Friday, June 3, 2022

Peculiar

All of us have peculiarities in our personalities. It’s what creates our character, traits, and individualities. It’s the reason we are who we are. Just like our DNA determines our physical appearance, our oddities are what make us distinct and separates us one from another.

The peculiar person I am writing about today is my wife Cindy’s grandmother Pearl Elizabeth Morrison. By the time we were introduced, her husband Benjamin Vincent Morrison was deceased and she was renting an old converted, clapboard-sided school on the Bear Run Conservancy in Mill Run, Pennsylvania. Her closest neighbor was Falling Water, the famous Kaufman home, designed by Frank Lloyd Wright.

Pearl was a solidly built woman who had a tenacious mind and just as tenacious hold on life. She held her own views on life, even telling Cindy that I should “keep my shoes under my own table.” Pearl kept her home just so, hating to see anything out of place and if it didn’t fit what her imagination saw, she would cut, reshape, or repaint it to fit her liking. The value of things in her small home was reduced or destroyed by her changes. She sawed the middle portion of a hutch and fastened it to its base before shellacking it in oak varnish. She cut flannel sheets in half to fit the cot she slept on at the side of her dining room while her bedrooms remained pristine.
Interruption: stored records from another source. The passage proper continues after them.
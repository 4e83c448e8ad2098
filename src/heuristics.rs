//! Orderings computed without search, used to seed the exact solvers with an
//! upper bound.

use crate::common::{weight_mul, Weight};
use crate::core::instance::{EdgeId, Instance};
use crate::cost::cost_of_order;

/// SBBU ordering: edge ids sorted ascending on the right endpoint, ties broken
/// by descending left endpoint so that narrower intervals come first. Edges
/// that close early claim the small segments before a wide edge can absorb
/// them into a large product.
pub fn sbbu_order(instance: &Instance) -> (Vec<EdgeId>, Weight) {
    let mut order: Vec<EdgeId> = instance.edges_iter().collect();
    order.sort_by(|a, b| {
        let (ea, eb) = (&instance[*a], &instance[*b]);
        ea.j().cmp(&eb.j()).then(eb.i().cmp(&ea.i()))
    });
    let cost = cost_of_order(instance, &order, None);
    (order, cost)
}

/// Greedy ordering: repeatedly place the edge whose product of still
/// unclaimed incident segment weights is smallest (ties: smallest id), then
/// mark those segments claimed.
pub fn greedy_order(instance: &Instance) -> (Vec<EdgeId>, Weight) {
    let mut order = Vec::with_capacity(instance.number_edges());
    let mut placed = vec![false; instance.number_edges() + 1];
    let mut claimed = vec![false; instance.number_segments() + 1];
    for _ in 0..instance.number_edges() {
        let mut best: Option<(Weight, EdgeId)> = None;
        for eid in instance.edges_iter() {
            if placed[eid.0] {
                continue;
            }
            let mut product: Weight = 1;
            for &sid in instance[eid].segments() {
                if !claimed[sid.0] {
                    product = weight_mul(product, instance[sid].weight());
                }
            }
            if best.map_or(true, |(cost, _)| product < cost) {
                best = Some((product, eid));
            }
        }
        let (_, eid) = best.unwrap();
        placed[eid.0] = true;
        for &sid in instance[eid].segments() {
            claimed[sid.0] = true;
        }
        order.push(eid);
    }
    let cost = cost_of_order(instance, &order, None);
    (order, cost)
}

#[cfg(test)]
mod test_heuristics {
    use super::*;
    use crate::core::instance::Instance;

    fn ids(order: &[EdgeId]) -> Vec<usize> {
        order.iter().map(|eid| eid.0).collect()
    }

    #[test]
    fn sbbu_sorts_on_right_endpoint() {
        let instance = Instance::from_records(&[(1, 10), (3, 15), (15, 20)]).unwrap();
        let (order, cost) = sbbu_order(&instance);
        assert_eq!(vec![1, 2, 3], ids(&order));
        assert_eq!(168, cost);
    }

    #[test]
    fn sbbu_breaks_ties_with_descending_left_endpoint() {
        let instance =
            Instance::from_records(&[(1, 8), (2, 9), (1, 14), (3, 14), (5, 14)]).unwrap();
        let (order, cost) = sbbu_order(&instance);
        assert_eq!(vec![1, 2, 5, 4, 3], ids(&order));
        assert_eq!(66, cost);
    }

    #[test]
    fn greedy_prefers_cheap_edges() {
        let instance = Instance::from_records(&[(1, 10), (4, 11), (8, 15)]).unwrap();
        let (order, cost) = greedy_order(&instance);
        assert_eq!(vec![2, 1, 3], ids(&order));
        assert_eq!(56, cost);
    }
}
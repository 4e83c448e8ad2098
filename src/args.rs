use std::path::PathBuf;

use clap::Parser;

/// Command line configuration of the solver driver.
#[derive(Parser)]
#[clap(name = "Sbbu", version, author, about)]
pub struct Args {
    /// The input .nmr file
    #[clap(long, value_parser)]
    fnmr: PathBuf,
    /// Stops each exact search after tmax seconds
    #[clap(long, default_value_t = 3600)]
    tmax: u64,
    /// Rerun and overwrite an existing .log file
    #[clap(long, action)]
    clean_log: bool,
    /// Print search statistics
    #[clap(long, action)]
    verbose: bool,
}

impl Args {
    pub fn fnmr(&self) -> &PathBuf {
        &self.fnmr
    }

    pub fn tmax(&self) -> u64 {
        self.tmax
    }

    pub fn clean_log(&self) -> bool {
        self.clean_log
    }

    pub fn verbose(&self) -> bool {
        self.verbose
    }
}
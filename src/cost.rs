//Sbbu
//Copyright (C) 2022-2024 A. Dubray
//
//This program is free software: you can redistribute it and/or modify
//it under the terms of the GNU Affero General Public License as published by
//the Free Software Foundation, either version 3 of the License, or
//(at your option) any later version.
//
//This program is distributed in the hope that it will be useful,
//but WITHOUT ANY WARRANTY; without even the implied warranty of
//MERCHANTABILITY or FITNESS FOR A PARTICULAR PURPOSE.  See the
//GNU Affero General Public License for more details.
//
//You should have received a copy of the GNU Affero General Public License
//along with this program.  If not, see <http://www.gnu.org/licenses/>.

//! Cost model shared by every solver. Under a given ordering, each segment is
//! claimed by the first edge of the ordering that covers it; the cost of an
//! edge is the product of the weights of the segments it claims (zero when it
//! claims none), and the cost of the ordering is the sum of the edge costs.

use crate::common::{weight_add, weight_mul, Weight, WEIGHT_MAX};
use crate::core::instance::{EdgeId, Instance};

/// Evaluates the cost of an ordering of the pruning edges. The ordering may be
/// partial: unlisted edges contribute nothing. When `cost_ub` is given and the
/// running total reaches it, the evaluation short-circuits to [WEIGHT_MAX].
pub fn cost_of_order(instance: &Instance, order: &[EdgeId], cost_ub: Option<Weight>) -> Weight {
    let cost_ub = cost_ub.unwrap_or(WEIGHT_MAX);
    let mut claimed = vec![false; instance.number_segments() + 1];
    let mut total: Weight = 0;
    for &eid in order {
        let mut edge_cost: Weight = 1;
        for &sid in instance[eid].segments() {
            if !claimed[sid.0] {
                claimed[sid.0] = true;
                edge_cost = weight_mul(edge_cost, instance[sid].weight());
            }
        }
        // an edge claiming no segment costs zero, not one
        if edge_cost > 1 {
            total = weight_add(total, edge_cost);
        }
        if total >= cost_ub {
            return WEIGHT_MAX;
        }
    }
    total
}

/// Sum of the weights of all segments: the tightest admissible lower bound on
/// the total cost, since every segment must be claimed by some edge and then
/// contributes at least its own weight to that edge's product.
pub fn cost_relax(instance: &Instance) -> Weight {
    instance
        .segments_iter()
        .fold(0, |total, sid| weight_add(total, instance[sid].weight()))
}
 Another example of her tenacity was holding onto an idea that she hadn’t fully worked out of her system with her kid’s birth. She named one of her girls Elma Jean, but wasn’t quite through with that combination, because she named my father-in-law Elmer Eugene Morrison. He hated that name and chose to go by his nickname Bud. I can see why. Who’d want to carry a name so similar to his older sister? That’s almost as bad as a boy named Sue.

Pearl had a stroke which limited her mobility. When Cindy and I visited her in the hospital, she was proud to show us how it limited her ability to raise her right arm. I said to her, “I’m going to go to get the nurses.” When she asked why, I said, “I want to see if they can find a paint brush. I’ll bet you could lift it higher with a paint brush in it.” She knew she was branded with her tendency to paint things and she quickly caught the meaning. We had a good laugh.

Peculiarities? We all have them. Take a look at yourself and have a good laugh.